La décision du gouvernement dirigé par la Coalition avenir Québec (CAQ) d’annuler 18 000 dossiers d’immigration en attente fait des vagues. Des candidats [à l’immigration] en question aux hommes politiques québécois issus de l’opposition en passant par des avocats en immigration, c’est un « mécontentement total ». Le Parti libéral du Québec (PLQ) n’a pas hésité a parlé d’un projet de loi « inhumain » la semaine dernière. « L’amateurisme du gouvernement Legault se fait de plus en plus sentir », a twitté Dominique Anglade, députée de Saint-Henri-Saint-Anne, critique officielle en matière d’économie et d’immigration au PLQ.

Le « nouveau visage » de l’Immigration au Québec…

Tout comme l’ancien parti au pouvoir, le Parti québécois (PQ) et Québec solidaire (QS) dénoncent le « nouveau visage » de l’Immigration du gouvernement Legault. « M. Legault a rêvé pendant 15 ans de devenir PM [premier ministre]. Est-il fier que l’un des premiers gestes que son gouvernement va poser, c’est de briser le rêve d’intégration de milliers de Québécois-es? », s’interroge Manon Massé, députée de Ste-Marie-St-Jacques et porte-parole de QS, ex-candidate au poste de premier ministre.

À lire aussi : Immigration : Québec élimine 18 000 dossiers d’environ 60 000 personnes ?

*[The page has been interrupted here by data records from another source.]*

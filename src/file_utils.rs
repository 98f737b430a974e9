use anyhow::{Context, Result, anyhow};
use encoding_rs::{Encoding, UTF_8};
use log::warn;
use std::fs;
use std::path::{Path, PathBuf};
use walkdir::WalkDir;

// @module: File and directory utilities

// @struct: File operations utility
pub struct FileManager;

impl FileManager {
    // @checks: File existence
    pub fn file_exists<P: AsRef<Path>>(path: P) -> bool {
        path.as_ref().exists() && path.as_ref().is_file()
    }

    // @checks: Directory existence
    pub fn dir_exists<P: AsRef<Path>>(path: P) -> bool {
        path.as_ref().exists() && path.as_ref().is_dir()
    }

    // @creates: Directory and parents if needed
    pub fn ensure_dir<P: AsRef<Path>>(path: P) -> Result<()> {
        let path = path.as_ref();
        if !path.as_os_str().is_empty() && !path.exists() {
            fs::create_dir_all(path)?;
        }
        Ok(())
    }

    /// Find files with one of `extensions` under a directory, sorted
    pub fn find_files<P: AsRef<Path>>(dir: P, extensions: &[String]) -> Result<Vec<PathBuf>> {
        let mut result = Vec::new();

        for entry in WalkDir::new(dir.as_ref()).follow_links(true) {
            let entry = entry.context("Failed to read directory entry")?;
            let path = entry.path();

            if path.is_file() && has_extension(path, extensions) {
                result.push(path.to_path_buf());
            }
        }

        result.sort();
        Ok(result)
    }

    /// Expand the command line inputs: files as given, directories walked
    pub fn collect_inputs(inputs: &[PathBuf], extensions: &[String]) -> Result<Vec<PathBuf>> {
        let mut files = Vec::new();
        for input in inputs {
            if Self::dir_exists(input) {
                files.extend(Self::find_files(input, extensions)?);
            } else if Self::file_exists(input) {
                files.push(input.clone());
            } else {
                return Err(anyhow!("Input does not exist: {:?}", input));
            }
        }
        Ok(files)
    }

    // @generates: Output path mirroring the input below the output directory
    pub fn generate_output_path<P1: AsRef<Path>, P2: AsRef<Path>>(
        input_file: P1,
        output_dir: P2,
    ) -> PathBuf {
        let input_file = input_file.as_ref();
        let relative = if input_file.is_absolute() {
            input_file
                .file_name()
                .map(PathBuf::from)
                .unwrap_or_default()
        } else {
            input_file
                .components()
                .filter(|component| matches!(component, std::path::Component::Normal(_)))
                .collect()
        };
        output_dir.as_ref().join(relative)
    }

    /// Read a file to a string
    pub fn read_to_string<P: AsRef<Path>>(path: P) -> Result<String> {
        fs::read_to_string(&path)
            .with_context(|| format!("Failed to read file: {:?}", path.as_ref()))
    }

    /// Read an XML document, decoding it from its BOM or declared encoding
    pub fn read_document<P: AsRef<Path>>(path: P) -> Result<String> {
        let bytes = fs::read(&path)
            .with_context(|| format!("Failed to read file: {:?}", path.as_ref()))?;
        Ok(decode_document(&bytes))
    }

    /// Write an XML document with the encoding named in its declaration
    pub fn write_document<P: AsRef<Path>>(
        path: P,
        content: &str,
        encoding: Option<&str>,
    ) -> Result<()> {
        let bytes = encode_document(content, encoding);
        Self::write_bytes(path, &bytes)
    }

    /// Write a string to a file
    pub fn write_to_file<P: AsRef<Path>>(path: P, content: &str) -> Result<()> {
        Self::write_bytes(path, content.as_bytes())
    }

    fn write_bytes<P: AsRef<Path>>(path: P, content: &[u8]) -> Result<()> {
        // Ensure the parent directory exists
        if let Some(parent) = path.as_ref().parent() {
            Self::ensure_dir(parent)?;
        }

        fs::write(&path, content)
            .with_context(|| format!("Failed to write to file: {:?}", path.as_ref()))
    }
}

fn has_extension(path: &Path, extensions: &[String]) -> bool {
    path.extension().is_some_and(|ext| {
        let ext = ext.to_string_lossy();
        extensions
            .iter()
            .any(|wanted| ext.eq_ignore_ascii_case(wanted.trim_start_matches('.')))
    })
}

/// Decode document bytes: BOM first, then the XML declaration, then UTF-8
pub fn decode_document(bytes: &[u8]) -> String {
    if let Some((encoding, bom_length)) = Encoding::for_bom(bytes) {
        let (text, _) = encoding.decode_without_bom_handling(&bytes[bom_length..]);
        return text.into_owned();
    }

    let encoding = declared_encoding(bytes)
        .and_then(|label| Encoding::for_label(label.as_bytes()))
        .unwrap_or(UTF_8);
    let (text, _) = encoding.decode_without_bom_handling(bytes);
    text.into_owned()
}

/// Encode a document with the encoding named by `label`, UTF-8 when unknown
pub fn encode_document(content: &str, label: Option<&str>) -> Vec<u8> {
    let encoding = label
        .and_then(|label| Encoding::for_label(label.trim().as_bytes()))
        .unwrap_or(UTF_8);
    let (bytes, _, unmappable) = encoding.encode(content);
    if unmappable {
        warn!(
            "Some characters are not representable in {}, written as character references",
            encoding.name()
        );
    }
    bytes.into_owned()
}

// The declaration is ASCII in every encoding we decode
fn declared_encoding(bytes: &[u8]) -> Option<String> {
    let head = &bytes[..bytes.len().min(256)];
    let head = String::from_utf8_lossy(head);
    let declaration = head.strip_prefix("<?xml")?;
    let declaration = &declaration[..declaration.find("?>")?];
    let (_, rest) = declaration.split_once("encoding")?;
    let rest = rest.trim_start().strip_prefix('=')?.trim_start();
    let quote = rest.chars().next().filter(|c| *c == '"' || *c == '\'')?;
    let value = &rest[1..];
    Some(value[..value.find(quote)?].to_string())
}
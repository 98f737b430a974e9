/*!
 * Segmentation rules (SRX).
 */

pub mod rules;

pub use rules::{FormatHandles, Rule, RuleSpec, SrxHeader, SrxStore, default_rules};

De son côté, Catherine Fournier, chargée des questions d’immigration au PQ, estime que « la moindre des choses serait de traiter les dossiers des milliers de demandeurs qui sont DÉJÀ au Québec, qui parlent DÉJÀ français et qui ont DÉJÀ un travail ». « Ces gens ne devraient pas avoir à subir cette incertitude et à replonger dans cette bureaucratie », écrit la jeune élue péquiste de Marie Victorin sur son compte Twitter.

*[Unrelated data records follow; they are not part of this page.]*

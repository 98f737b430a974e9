/*!
 * Tests for reading and writing gettext PO files
 */

use pretty_assertions::assert_eq;
use xlate::errors::PipelineError;
use xlate::translation::po::{read_po, write_po};
use xlate::translation::{Catalog, MemoryCatalog, Message};

const SAMPLE_PO: &str = r#"# Spanish translation
msgid ""
msgstr ""
"Language: es\n"
"Content-Type: text/plain; charset=UTF-8\n"

#. extracted from the home page
#: index.html:4 about.html:12
msgctxt "paragraph"
msgid "Hello <g id=\"1\">world</g>!"
msgstr "¡Hola <g id=\"1\">mundo</g>!"

#, fuzzy
msgid "Goodbye"
msgstr "Adiós"

msgid ""
"Two "
"lines"
msgstr "Dos líneas"

msgid "Untranslated"
msgstr ""
"#;

fn hello() -> Message {
    Message::deserialize("Hello <g id=\"1\">world</g>!").unwrap()
}

/// Test reading entries, their context, comments and references
#[test]
fn test_read_po_withSample_shouldReadEntries() {
    let catalog = read_po(SAMPLE_PO).unwrap();

    assert_eq!(catalog.len(), 4);
    let entry = catalog.get(&hello(), Some("paragraph")).unwrap();
    assert_eq!(entry.comments, vec!["extracted from the home page"]);
    assert_eq!(
        entry.references,
        vec![("index.html".to_string(), 4), ("about.html".to_string(), 12)]
    );
    assert_eq!(
        catalog.lookup(&hello(), Some("paragraph")).map(|target| target.serialize()),
        Some("¡Hola <g id=\"1\">mundo</g>!".to_string())
    );
}

/// Test that fuzzy and empty translations are not used
#[test]
fn test_read_po_withFuzzyAndEmptyEntries_shouldNotTranslate() {
    let catalog = read_po(SAMPLE_PO).unwrap();

    let goodbye = Message::from_text("Goodbye", 1);
    assert!(catalog.get(&goodbye, None).unwrap().fuzzy);
    assert!(catalog.lookup(&goodbye, None).is_none());
    assert!(catalog.lookup(&Message::from_text("Untranslated", 1), None).is_none());
}

/// Test that continuation lines are joined
#[test]
fn test_read_po_withContinuationLines_shouldJoinThem() {
    let catalog = read_po(SAMPLE_PO).unwrap();
    let target = catalog.lookup(&Message::from_text("Two lines", 1), None);
    assert_eq!(target, Some(Message::from_text("Dos líneas", 1)));
}

/// Test that plural forms are rejected
#[test]
fn test_read_po_withPluralForms_shouldFail() {
    let source = "msgid \"file\"\nmsgid_plural \"files\"\nmsgstr[0] \"fichier\"\n";
    let result = read_po(source);
    assert!(matches!(result, Err(PipelineError::InvalidCatalog { line: 2, .. })));
}

/// Test that a translation that is not a valid message is dropped
#[test]
fn test_read_po_withInvalidTranslation_shouldDropIt() {
    let source = "msgid \"Hello\"\nmsgstr \"<g id=\\\"1\\\">Hola\"\n";
    let catalog = read_po(source).unwrap();

    let entry = catalog.get(&Message::from_text("Hello", 1), None).unwrap();
    assert!(entry.target.is_none());
}

/// Test that a source that is not a valid message is an error
#[test]
fn test_read_po_withInvalidSource_shouldFail() {
    let source = "\nmsgid \"<b>Hello</b>\"\nmsgstr \"Hola\"\n";
    let result = read_po(source);
    assert!(matches!(result, Err(PipelineError::InvalidCatalog { line: 2, .. })));
}

/// Test that unknown keywords are rejected
#[test]
fn test_read_po_withUnknownKeyword_shouldFail() {
    assert!(read_po("msgfoo \"x\"\n").is_err());
    assert!(read_po("\"orphan string\"\n").is_err());
}

/// Test the written header and entry layout
#[test]
fn test_write_po_shouldWriteHeaderAndEntries() {
    let mut catalog = MemoryCatalog::new();
    catalog.add_unit(Some("index.html"), &hello(), Some("paragraph"), 4);
    catalog.add_unit(Some("about.html"), &hello(), Some("paragraph"), 12);
    catalog.add_unit(None, &Message::from_text("Say \"hi\"", 1), None, 1);

    let output = write_po(&catalog, Some("es"));

    assert!(output.starts_with("msgid \"\"\nmsgstr \"\"\n"));
    assert!(output.contains("\"Language: es\\n\"\n"));
    assert!(output.contains("\"X-Generator: xlate "));
    assert!(output.contains(concat!(
        "#: index.html:4 about.html:12\n",
        "msgctxt \"paragraph\"\n",
        "msgid \"Hello <g id=\\\"1\\\">world</g>!\"\n",
        "msgstr \"\"\n"
    )));
    assert!(output.contains("msgid \"Say \\\"hi\\\"\"\nmsgstr \"\"\n"));
}

/// Test that a written catalog reads back the same
#[test]
fn test_write_po_thenRead_shouldKeepEntries() {
    let mut catalog = MemoryCatalog::new();
    catalog.add_unit(Some("index.html"), &hello(), Some("paragraph"), 4);
    catalog.add_unit(Some("index.html"), &Message::from_text("Line one\nline two", 5), None, 5);
    catalog.set_translation(
        &hello(),
        Some("paragraph"),
        Message::deserialize("¡Hola <g id=\"1\">mundo</g>!").unwrap(),
    );

    let read = read_po(&write_po(&catalog, None)).unwrap();

    let original: Vec<_> = catalog.iter_units().cloned().collect();
    let reread: Vec<_> = read.iter_units().cloned().collect();
    assert_eq!(reread, original);
}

Un peu de « respect et de dignité » pour les 18 000 dossiers!

Malgré tout, le ministre québécois de l’Immigration Simon Jolin-Barrette n’entend pas reculer sur l’annulation des 18 000 dossiers en cause. Après avoir annoncé le remboursement des frais de CSQ [Certificat de sélection du Québec], le MIDI compte cette fois-ci contacter les candidats évincés afin de les informer des programmes disponibles et des nouvelles règles.

À en croire M. Barrette, « ces derniers pourront voir leur dossier placé traité en ‘’priorité’’, s’ils remplissent les trois conditions à savoir : être déjà sur place au Québec, parler français et avoir un emploi depuis au moins un an », a-t-il laissé entendre mardi lors d’une mêlée de presse après le dépôt du projet de loi sur la reforme de l’Immigration. « Au lieu d’utiliser 19 millions de dollars pour rembourser les CSQ, monsieur Jolin-Barrette devrait plutôt embaucher des fonctionnaires au Ministère pour traiter les dossiers et accorder à ces gens-là le respect et la dignité auxquels ils ont droit », propose pour sa part Andrés Fontecilla, député de Laurier-Dorion, responsable QS en matière d’immigration.

Malgré tout, le gouvernement Legault veut aller de l’avant…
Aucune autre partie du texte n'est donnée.